Benkler é um dos mais importantes pesquisadores da produção colaborativa. Em seu último livro, O Pinguim e o Leviatã, ele aborda a riqueza contida nas redes de cooperação como a Wikipedia, as comunidades de software livre, as plataformas de compartilhamento de imagem, som, vídeos e conta como esse modelo triunfou em relação ao modo de produção das organizações hierárquicas e tradicionais, simbolizadas no livro pela figura do Leviatã.
Em sua participação no Festival, Benkler fez um retrospecto de como as estruturas de mercado mudaram nos últimos 30 anos e evidenciou a importância de colocar as relações humanas no centro dos processos (inclusive, no mundo dos negócios). “As pessoas se comportam diferente quando se sentem parte do time, do grupo”, disse ele.
(Abaixo, o vídeo com a palestra de Benkler, na íntegra. A fala começa no minuto 55, após a cerimônia de abertura do evento, que ocorreu no dia 2 dezembro de 2011, no Cine Odeon)
Abertura e Palestra Yochai Benkler - Festival CulturaDigitalbr 2011 from Festival CulturaDigital.Br on Vimeo.

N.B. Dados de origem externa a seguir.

use chrono::NaiveDate;
use log::{error, info, warn};

use crate::delay_manager::Throttle;
use crate::employer_lookup::EmployerSizeLookup;
use crate::error::LookupError;
use crate::extractor::Extractor;
use crate::filters::{self, SkipReason};
use crate::models::{SearchItem, SearchResult, SeenLinks, UNKNOWN};
use crate::search_engine::{SearchBackend, PAGE_SIZE};

/// Search, filter and enrich leads for a list of queries.
pub struct LeadPipeline<S, L> {
    search: S,
    lookup: L,
    extractor: Extractor,
    date_threshold: NaiveDate,
    max_results_per_query: usize,
    throttle: Throttle,
}

impl<S, L> LeadPipeline<S, L>
where
    S: SearchBackend,
    L: EmployerSizeLookup,
{
    pub fn new(
        search: S,
        lookup: L,
        extractor: Extractor,
        date_threshold: NaiveDate,
        max_results_per_query: usize,
        throttle: Throttle,
    ) -> Self {
        LeadPipeline {
            search,
            lookup,
            extractor,
            date_threshold,
            max_results_per_query,
            throttle,
        }
    }

    /// Runs every query in order, sharing one `SeenLinks` across them.
    pub fn run(&self, queries: &[String], seen: &mut SeenLinks) -> Vec<SearchResult> {
        let mut all_results = Vec::new();
        let total = queries.len();

        for (i, query) in queries.iter().enumerate() {
            if i > 0 {
                self.throttle.query_pause();
            }

            info!("{}/{} Searching: {}", i + 1, total, query);
            let results = self.search_query(query, seen);
            info!("{} results kept", results.len());
            all_results.extend(results);
        }

        all_results
    }

    /// Pages through one query until enough results are kept, a page comes
    /// back empty, or the API fails.
    pub fn search_query(&self, query: &str, seen: &mut SeenLinks) -> Vec<SearchResult> {
        let mut kept = Vec::new();
        let mut start = 1;

        while kept.len() < self.max_results_per_query {
            let items = match self.search.fetch_page(query, start) {
                Ok(items) => items,
                Err(e) => {
                    error!("{}", e);
                    break;
                }
            };

            if items.is_empty() {
                break;
            }

            for item in &items {
                let title = item.title.as_deref().unwrap_or_default();
                match self.process_item(item, seen) {
                    Ok(result) => {
                        info!("Saved: {}", title);
                        kept.push(result);
                    }
                    Err(reason) => info!("Skipped ({}): {}", reason, title),
                }

                if kept.len() >= self.max_results_per_query {
                    break;
                }
            }

            start += PAGE_SIZE;
            self.throttle.page_pause();
        }

        kept
    }

    /// Applies the filters to a single item and, if it survives, enriches it
    /// and records its link as seen.
    pub fn process_item(
        &self,
        item: &SearchItem,
        seen: &mut SeenLinks,
    ) -> Result<SearchResult, SkipReason> {
        let link = item.link.as_deref().ok_or(SkipReason::MissingLink)?;
        let title = item.title.as_deref().unwrap_or_default();
        let snippet = item.snippet.as_deref().unwrap_or_default();
        let full_text = format!("{} {}", title, snippet);

        if filters::is_blog_url(link) {
            return Err(SkipReason::BlogUrl);
        }
        if filters::is_blog_content(&full_text) {
            return Err(SkipReason::BlogContent);
        }

        let post_date = self
            .extractor
            .extract_post_date(snippet)
            .filter(|date| *date >= self.date_threshold)
            .ok_or(SkipReason::NoRecentDate)?;

        if filters::mentions_excluded_region(&full_text) {
            return Err(SkipReason::ExcludedRegion);
        }
        if seen.contains(link) {
            return Err(SkipReason::Duplicate);
        }

        let (author, company) = self.extractor.extract_author_and_company(link);
        let company_size = self.employer_size(&company);
        seen.insert(link);

        Ok(SearchResult {
            title: title.to_string(),
            link: link.to_string(),
            snippet: snippet.to_string(),
            post_date: Some(post_date),
            author,
            company,
            company_size,
        })
    }

    /// Employee count for a company slug, or the sentinel when it cannot be
    /// resolved. No request is made for an unknown company.
    fn employer_size(&self, company: &str) -> String {
        if company == UNKNOWN {
            return UNKNOWN.to_string();
        }

        match self.lookup.lookup(company) {
            Ok(size) => size,
            Err(LookupError::NoMatch) => {
                info!("No employee count found for {}", company);
                UNKNOWN.to_string()
            }
            Err(e) => {
                warn!("Employer size lookup failed for {}: {}", company, e);
                UNKNOWN.to_string()
            }
        }
    }
}
use log::debug;
use std::thread;
use std::time::Duration;

/// Fixed pauses that keep the run under the search API's rate limits.
#[derive(Debug, Clone, Copy)]
pub struct Throttle {
    pub page_delay: Duration,
    pub query_delay: Duration,
}

impl Throttle {
    pub fn new(page_delay: Duration, query_delay: Duration) -> Self {
        Throttle {
            page_delay,
            query_delay,
        }
    }

    /// No pauses at all.
    pub fn none() -> Self {
        Throttle::new(Duration::ZERO, Duration::ZERO)
    }

    pub fn page_pause(&self) {
        pause(self.page_delay, "Page Delay");
    }

    pub fn query_pause(&self) {
        pause(self.query_delay, "Query Delay");
    }
}

fn pause(delay: Duration, label: &str) {
    if delay.is_zero() {
        return;
    }
    debug!("Waiting for {} ms ({})...", delay.as_millis(), label);
    thread::sleep(delay);
}
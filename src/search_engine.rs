use log::debug;
use reqwest::blocking::Client;
use reqwest::header::{HeaderMap, HeaderValue, ACCEPT};
use std::time::Duration;

use crate::error::SearchError;
use crate::models::{SearchItem, SearchResponse};

pub const CUSTOM_SEARCH_URL: &str = "https://www.googleapis.com/customsearch/v1";

/// Results per page returned by the search API; the offset advances by this.
pub const PAGE_SIZE: usize = 10;

/// Source of paginated search results.
pub trait SearchBackend {
    /// One page of items starting at the 1-based offset `start`.
    fn fetch_page(&self, query: &str, start: usize) -> Result<Vec<SearchItem>, SearchError>;
}

/// Google Custom Search JSON API client.
pub struct SearchEngine {
    client: Client,
    endpoint: String,
    api_key: String,
    cse_id: String,
}

impl SearchEngine {
    pub fn new(api_key: &str, cse_id: &str) -> Result<Self, reqwest::Error> {
        let mut headers = HeaderMap::new();
        headers.insert(ACCEPT, HeaderValue::from_static("application/json"));

        let client = Client::builder()
            .timeout(Duration::from_secs(30))
            .default_headers(headers)
            .build()?;

        Ok(SearchEngine {
            client,
            endpoint: CUSTOM_SEARCH_URL.to_string(),
            api_key: api_key.to_string(),
            cse_id: cse_id.to_string(),
        })
    }

    pub fn with_endpoint(mut self, endpoint: impl Into<String>) -> Self {
        self.endpoint = endpoint.into();
        self
    }
}

impl SearchBackend for SearchEngine {
    fn fetch_page(&self, query: &str, start: usize) -> Result<Vec<SearchItem>, SearchError> {
        debug!("Fetching results {}..{} for {}", start, start + PAGE_SIZE - 1, query);

        let start = start.to_string();
        let resp = self
            .client
            .get(&self.endpoint)
            .query(&[
                ("q", query),
                ("key", self.api_key.as_str()),
                ("cx", self.cse_id.as_str()),
                ("start", start.as_str()),
            ])
            .send()?;

        let status = resp.status();
        let body = resp.text()?;

        if !status.is_success() {
            return Err(SearchError::BadStatus {
                status: status.as_u16(),
                body,
            });
        }

        parse_search_response(&body)
    }
}

/// Items of a search API response body. A body without `items` is an empty page.
pub fn parse_search_response(body: &str) -> Result<Vec<SearchItem>, SearchError> {
    let response: SearchResponse = serde_json::from_str(body)?;
    Ok(response.items)
}



#[cfg(test)]
mod http_tests {
    use super::mock::TestServer;
    use super::*;
    use wiremock::matchers::{method, path, query_param};
    use wiremock::{Mock, ResponseTemplate};

    fn engine(server: &TestServer) -> SearchEngine {
        SearchEngine::new("test-key", "test-cx")
            .unwrap()
            .with_endpoint(server.url("/customsearch/v1"))
    }

    #[test]
    fn test_fetch_page_sends_credentials_and_offset() {
        let server = TestServer::start();
        server.mount(
            Mock::given(method("GET"))
                .and(path("/customsearch/v1"))
                .and(query_param("q", "hiring rust developer"))
                .and(query_param("key", "test-key"))
                .and(query_param("cx", "test-cx"))
                .and(query_param("start", "11"))
                .respond_with(ResponseTemplate::new(200).set_body_string(
                    r#"{"items":[{"title":"Hiring","link":"https://www.linkedin.com/posts/a","snippet":"Sep 5, 2025"}]}"#,
                )),
        );

        let items = engine(&server).fetch_page("hiring rust developer", 11).unwrap();
        assert_eq!(items.len(), 1);
        assert_eq!(items[0].link.as_deref(), Some("https://www.linkedin.com/posts/a"));
    }

    #[test]
    fn test_fetch_page_bad_status() {
        let server = TestServer::start();
        server.mount(
            Mock::given(method("GET"))
                .and(path("/customsearch/v1"))
                .respond_with(ResponseTemplate::new(403).set_body_string("dailyLimitExceeded")),
        );

        let err = engine(&server).fetch_page("q", 1).unwrap_err();
        match err {
            SearchError::BadStatus { status, body } => {
                assert_eq!(status, 403);
                assert_eq!(body, "dailyLimitExceeded");
            }
            other => panic!("unexpected error: {:?}", other),
        }
    }

    #[test]
    fn test_fetch_page_undecodable_body() {
        let server = TestServer::start();
        server.mount(
            Mock::given(method("GET"))
                .and(path("/customsearch/v1"))
                .respond_with(ResponseTemplate::new(200).set_body_string("<html>captcha</html>")),
        );

        let err = engine(&server).fetch_page("q", 1).unwrap_err();
        assert!(matches!(err, SearchError::Decode(_)));
    }
}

Pode parecer óbvio para os que nasceram em meio a revolução digital, mas a noção, abordada por Benkler, de que “a sensação de pertencimento, o sentimento de que as negociações são feitas sobre base visível, clara e equânime, o prazer do convívio, o intercâmbio de ideias, a capacidade de ouvir e o poder de falar são atributos decisivos de realização humana e, ao mesmo tempo, estimulam melhores resultados nas organizações”, como bem resume o professor da Faculdade de Economia e Administração da Universidade de São Paulo (FEA/USP) Ricardo Abramovay, outro importante pesquisador do assunto, em artigo para o Valor Econômico sobre o livro de Benkler, é nova para grande parte dos setores corporativos.
Este cenário é abordado em detalhes por Michel Bauwens, que também foi um dos palestrantes presentes no Festival de 2011, em estudo para a P2P Foundation entitulado Synthetic Overview of the Collaborative Economy — leitura obrigatória aos interessados no assunto e para os que querem entender um pouco mais sobre a economia da informação.

Estão no estudo cases importantes como o Shopify, plataforma de criação de ecommerces, Brain Tree Payments, plataforma que facilita pagamentos de qualquer parte do mundo via celular e internet, Zopa, rede social de empréstimo financeiro, Eggzy, rede social que conecta produtores rurais e consumidores em busca de alimentos frescos, Skillshare, site que permite o compartilhamento de habilidades para a co-aprendizagem, além de uma infinidade de exemplos nas mais diversas áreas. O que, basicamente, todas têm em comum é a inteligência coletiva no centro dos processos, a noção de que conhecimento de especialista nenhum é maior do que o conhecimento produzido em rede por uma série de pessoas.
No livro “Muito Além da Economia Verde”, do Ricardo Abramovay, lançado este ano na Rio+20 (e cuja leitura terminei ontem e recomendo fortemente!), fica bem clara a importância que a cooperação tem na transição para uma nova economia, na qual ética e respeito aos limites da sociedade e da natureza estejam no centro das decisões.

“A sociedade da informação em rede apoia-se em uma revolução científica em que convergem comportamentos humanos cooperativos e formas inéditas de organização do Estado, dos negócios e da vida associativa. A cooperação direta, intencional, apoiada em normas sociais claras, embora nem por isso localistas ou provincianas, é o mais importante caminho para novas relações entre economia e ética”.